Но у Гермионы, узнавшей то, что не было известно ей прежде, сжалось сердце. Она потребовала, чтобы танцы продолжались, и ее настойчивость привела к тому, что графиня и Беркин исполнили комический танец под звуки «Мальбрука».
Джеральда взволновал вид льнущей к Ноемини Гудрун. Сущность этой женщины, затаенные дерзость и насмешка будоражили его кровь. Ему не удавалось забыть ее танец — бремя забот, которое она принимала на себя любовно, отважно и в то же время насмешливо.
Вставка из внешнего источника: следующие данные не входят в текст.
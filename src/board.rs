//! `ActivityBoard` controller: load, signup, and removal cycles.
//!
//! SYSTEM CONTEXT
//! ==============
//! Views call into the controller from spawned local futures. The controller
//! talks to the Activity API through [`ActivityApi`], asks the user through
//! [`Confirm`], and writes results into whatever [`BoardStore`] it is handed
//! (an `RwSignal` in the browser, a plain cell in tests).
//!
//! ERROR HANDLING
//! ==============
//! Every operation is all-or-nothing per user action. Transport failures are
//! logged and surfaced with a generic notice; application failures surface
//! the server's `detail`. Nothing here retries.
//!
//! The client never edits the snapshot after a mutation. Successful signups
//! and removals re-fetch the whole list instead.

#[cfg(test)]
#[path = "board_test.rs"]
mod board_test;

use leptos::logging;
use leptos::prelude::*;

use crate::config::BoardConfig;
use crate::net::api::{ActivityApi, HttpActivityApi};
use crate::state::activities::ActivitiesState;
use crate::state::notice::NoticeKind;

const SIGNUP_SUCCESS_FALLBACK: &str = "Signed up successfully";
const SIGNUP_REJECTED_FALLBACK: &str = "An error occurred";
const SIGNUP_FAILED: &str = "Failed to sign up. Please try again.";
const REMOVAL_SUCCESS_FALLBACK: &str = "Removed participant";
const REMOVAL_REJECTED_FALLBACK: &str = "Failed to remove participant";
const REMOVAL_FAILED: &str = "Failed to remove participant. Try again.";

/// Blocking yes/no prompt shown before a destructive action.
pub trait Confirm {
    fn confirm(&self, prompt: &str) -> bool;
}

/// `window.confirm`. Declines when no browser window is available.
#[derive(Clone, Copy, Debug, Default)]
pub struct BrowserConfirm;

impl Confirm for BrowserConfirm {
    #[cfg_attr(not(feature = "csr"), allow(unused_variables))]
    fn confirm(&self, prompt: &str) -> bool {
        #[cfg(feature = "csr")]
        {
            web_sys::window().map_or(false, |w| w.confirm_with_message(prompt).unwrap_or(false))
        }
        #[cfg(not(feature = "csr"))]
        {
            false
        }
    }
}

/// Where the controller writes the board snapshot.
pub trait BoardStore {
    fn apply(&self, f: impl FnOnce(&mut ActivitiesState));
}

impl BoardStore for RwSignal<ActivitiesState> {
    fn apply(&self, f: impl FnOnce(&mut ActivitiesState)) {
        if self.try_update(f).is_none() {
            logging::warn!("activity board state disposed; dropping update");
        }
    }
}

/// Result of a signup submission.
#[derive(Clone, Copy, Debug, PartialEq, Eq)]
pub enum SignupOutcome {
    /// 2xx; the list was refreshed and the form may be reset.
    Accepted,
    /// Non-2xx; the server's detail is on screen.
    Rejected,
    /// Network or decode failure.
    Failed,
}

/// Result of a participant removal.
#[derive(Clone, Copy, Debug, PartialEq, Eq)]
pub enum RemovalOutcome {
    /// The user declined the prompt; no request was sent.
    Declined,
    Removed,
    Rejected,
    Failed,
}

/// Text of the removal confirmation prompt.
pub fn removal_prompt(activity: &str, email: &str) -> String {
    format!("Remove {email} from {activity}?")
}

#[derive(Clone, Debug)]
pub struct ActivityBoard<A, C> {
    api: A,
    confirm: C,
    config: BoardConfig,
}

impl ActivityBoard<HttpActivityApi, BrowserConfirm> {
    /// Board wired to `fetch` and `window.confirm`.
    pub fn for_browser(config: BoardConfig) -> Self {
        let api = HttpActivityApi::new(config.api_base.clone());
        Self::new(api, BrowserConfirm, config)
    }
}

impl<A: ActivityApi, C: Confirm> ActivityBoard<A, C> {
    pub fn new(api: A, confirm: C, config: BoardConfig) -> Self {
        Self { api, confirm, config }
    }

    #[cfg(test)]
    pub(crate) fn api(&self) -> &A {
        &self.api
    }

    /// Fetch the activity list and replace the rendered snapshot.
    ///
    /// Returns `false` when the fetch failed and the list area now shows the
    /// failure notice.
    pub async fn load_activities(&self, store: &impl BoardStore) -> bool {
        match self.api.list_activities().await {
            Ok(activities) => {
                store.apply(|s| s.apply_activities(activities));
                true
            }
            Err(e) => {
                logging::error!("Error fetching activities: {e}");
                store.apply(ActivitiesState::fail_load);
                false
            }
        }
    }

    /// Sign `email` up for `activity`, then refresh on success.
    pub async fn submit_signup(&self, store: &impl BoardStore, activity: &str, email: &str) -> SignupOutcome {
        let delay = self.config.signup_notice_ms;
        match self.api.signup(activity, email).await {
            Ok(reply) if reply.is_success() => {
                let text = reply
                    .body
                    .message
                    .unwrap_or_else(|| SIGNUP_SUCCESS_FALLBACK.to_owned());
                store.apply(|s| {
                    s.notice.show(text, NoticeKind::Success, delay);
                });
                logging::log!("Signup success, refreshing activities... activity={activity} email={email}");
                self.load_activities(store).await;
                SignupOutcome::Accepted
            }
            Ok(reply) => {
                let text = reply
                    .body
                    .detail
                    .unwrap_or_else(|| SIGNUP_REJECTED_FALLBACK.to_owned());
                store.apply(|s| {
                    s.notice.show(text, NoticeKind::Error, delay);
                });
                SignupOutcome::Rejected
            }
            Err(e) => {
                logging::error!("Error signing up: {e}");
                store.apply(|s| {
                    s.notice.show(SIGNUP_FAILED, NoticeKind::Error, delay);
                });
                SignupOutcome::Failed
            }
        }
    }

    /// Ask for confirmation, unregister `email` from `activity`, and refresh
    /// on success.
    pub async fn remove_participant(&self, store: &impl BoardStore, activity: &str, email: &str) -> RemovalOutcome {
        if !self.confirm.confirm(&removal_prompt(activity, email)) {
            return RemovalOutcome::Declined;
        }

        let delay = self.config.removal_notice_ms;
        match self.api.unregister(activity, email).await {
            Ok(reply) if reply.is_success() => {
                let text = reply
                    .body
                    .message
                    .unwrap_or_else(|| REMOVAL_SUCCESS_FALLBACK.to_owned());
                store.apply(|s| {
                    s.notice.show(text, NoticeKind::Success, delay);
                });
                self.load_activities(store).await;
                RemovalOutcome::Removed
            }
            Ok(reply) => {
                let text = reply
                    .body
                    .detail
                    .unwrap_or_else(|| REMOVAL_REJECTED_FALLBACK.to_owned());
                store.apply(|s| {
                    s.notice.show(text, NoticeKind::Error, delay);
                });
                RemovalOutcome::Rejected
            }
            Err(e) => {
                logging::error!("Error removing participant: {e}");
                store.apply(|s| {
                    s.notice.show(REMOVAL_FAILED, NoticeKind::Error, delay);
                });
                RemovalOutcome::Failed
            }
        }
    }
}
Беркин же, следящий за происходящим, как рак-отшельник из норки, отметил прекрасно переданные Урсулой отчаяние и беспомощность Ноемини. В Урсуле чувствовалась богатая натура, неисчерпаемая, таящая опасность мощь. Она, как девушка-подросток, ничего не знала о своей яркой, всепокоряющей женственности. Беркина бессознательно влекло к ней. Она была его будущим.
Александр заиграл что-то венгерское, и все принялись танцевать, охваченные внезапным азартом. Джеральд получал удовольствие от движения, стараясь держаться ближе к Гудрун; в его обретшем свободу теле бурлила сила, однако ноги не могли перестроиться на новый лад и позабыть о вальсе и тустепе. Он еще не умел танцевать современные танцы с конвульсивными ритмами, вроде рэгтайма, но хотел попытаться. Что до Беркина, то он, освободившись в танце от тяжести, которую он испытывал среди чужих ему по духу людей, отплясывал лихо и весело. И как же ненавидела его Гермиона за эту безоглядную веселость!
— Теперь мне ясно, — восхищенно воскликнула графиня, глядя, как он задорно танцует. — Мистер Беркин подобен оборотню.
Гермиона пристально взглянула на нее и пожала плечами, понимая, что только иностранка могла это заметить и сказать вслух.
— Cosa vuol’dire Palestra?[33]— произнесла она нараспев.
— Взгляни сама, — сказала графиня на итальянском. — Он не мужчина, он хамелеон, существо, постоянно меняющее свое обличье.